PRIME MINISTER Boris Johnson launched the Conservative Party’s election campaign in Solihull last night (November 6), in an attempt to woo West Midlands leave-voting constituencies represented by Labour MP’s.
He described the House of Commons as “paralysed” and “blocked” in a speech to his party at the NEC, marking the start of the Tories’ election campaign.
Mr Johnson made the trip to Bickenhill after formally dissolving parliament in a meeting with the Queen.
Five weeks of campaigning will now lead to the December 12 polling day.

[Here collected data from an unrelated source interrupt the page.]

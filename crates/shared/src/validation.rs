//! Common validation utilities.

use validator::ValidationError;

/// Minimum number of days an invitation may stay open.
pub const MIN_EXPIRATION_DAYS: i64 = 1;

/// Maximum number of days an invitation may stay open.
pub const MAX_EXPIRATION_DAYS: i64 = 30;

/// Validates that a string contains at least one non-whitespace character.
pub fn validate_not_blank(value: &str) -> Result<(), ValidationError> {
    if value.trim().is_empty() {
        let mut err = ValidationError::new("blank");
        err.message = Some("Value must not be empty".into());
        Err(err)
    } else {
        Ok(())
    }
}

/// Validates that an invitation lifetime is within range (1 to 30 days).
pub fn validate_expiration_days(days: i64) -> Result<(), ValidationError> {
    if (MIN_EXPIRATION_DAYS..=MAX_EXPIRATION_DAYS).contains(&days) {
        Ok(())
    } else {
        let mut err = ValidationError::new("expiration_range");
        err.message = Some("Expiration must be between 1 and 30 days".into());
        Err(err)
    }
}
//! Round use cases.

use std::sync::Arc;

use domain::models::Round;
use tracing::debug;

use crate::error::ClientError;
use crate::repositories::RoundRepository;

#[derive(Clone)]
pub struct RoundService {
    repository: Arc<dyn RoundRepository>,
}

impl RoundService {
    pub fn new(repository: Arc<dyn RoundRepository>) -> Self {
        Self { repository }
    }

    pub async fn get(&self, id: &str) -> Result<Round, ClientError> {
        self.repository
            .find_by_id(id)
            .await?
            .ok_or_else(|| ClientError::NotFound(format!("Round {}", id)))
    }

    /// Rounds of a competition in playing order: by date, then session.
    pub async fn list_for_competition(&self, competition_id: &str) -> Result<Vec<Round>, ClientError> {
        let mut rounds = self.repository.list_by_competition(competition_id).await?;
        rounds.sort_by(|a, b| {
            a.round_date()
                .cmp(&b.round_date())
                .then(a.session_type().cmp(&b.session_type()))
                .then_with(|| a.id().cmp(b.id()))
        });

        debug!(competition_id, count = rounds.len(), "Rounds loaded");
        Ok(rounds)
    }

    /// Rounds whose teams or matches can still be changed.
    pub async fn editable_rounds(&self, competition_id: &str) -> Result<Vec<Round>, ClientError> {
        Ok(self
            .list_for_competition(competition_id)
            .await?
            .into_iter()
            .filter(Round::is_editable)
            .collect())
    }
}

The Prime Minister was introduced by Conservative West Midlands mayor Andy Street, who set the stage for Johnson before the PM reiterated his plans to “get Brexit done.”
He then promised “better education and better infrastructure” once the agreement to leave the European Union was out of the way.
With characteristically creative turns of phrase, Johnson likened parliament to ‘an anaconda that has swallowed a tapir’ and the delays to Brexit as ‘a bendy-bus jack-knifed on a yellow box junction.’
Referring to the Withdrawal Agreement agreed with the EU, he claimed passing the deal would be simple as “just whacking it in the microwave, on gas mark 4 – it is ready to go.”
His attempts to keep the Conservative election campaign on track were knocked aside, however, on the same day two high profile Tory MP’s apologised over comments made about the Grenfell Tower disaster, and Conservative Welsh Secretary Alun Cairns resigned.
Mr Cairns quit the cabinet after a journalist in Wales revealed the minister knew about an aide’s role in ‘sabotaging’ a rape trial.
Insisting he did not want to call an election, Boris Johnson said the thing he was “most proud of” since Conservative members made him leader was his Brexit deal.
He likened the Labour Party’s policy to ‘Bolivarian revolutionary socialism’ and said Corbyn’s plans would fail, as Labour was “always running out of other people’s money”. He opined that Labour “know themselves their policies for the economy are ruinous”.
In an appeal to voters ahead of the December election, he asked them to “come with us” and support the Conservatives’ ideas for education, the police and immigration.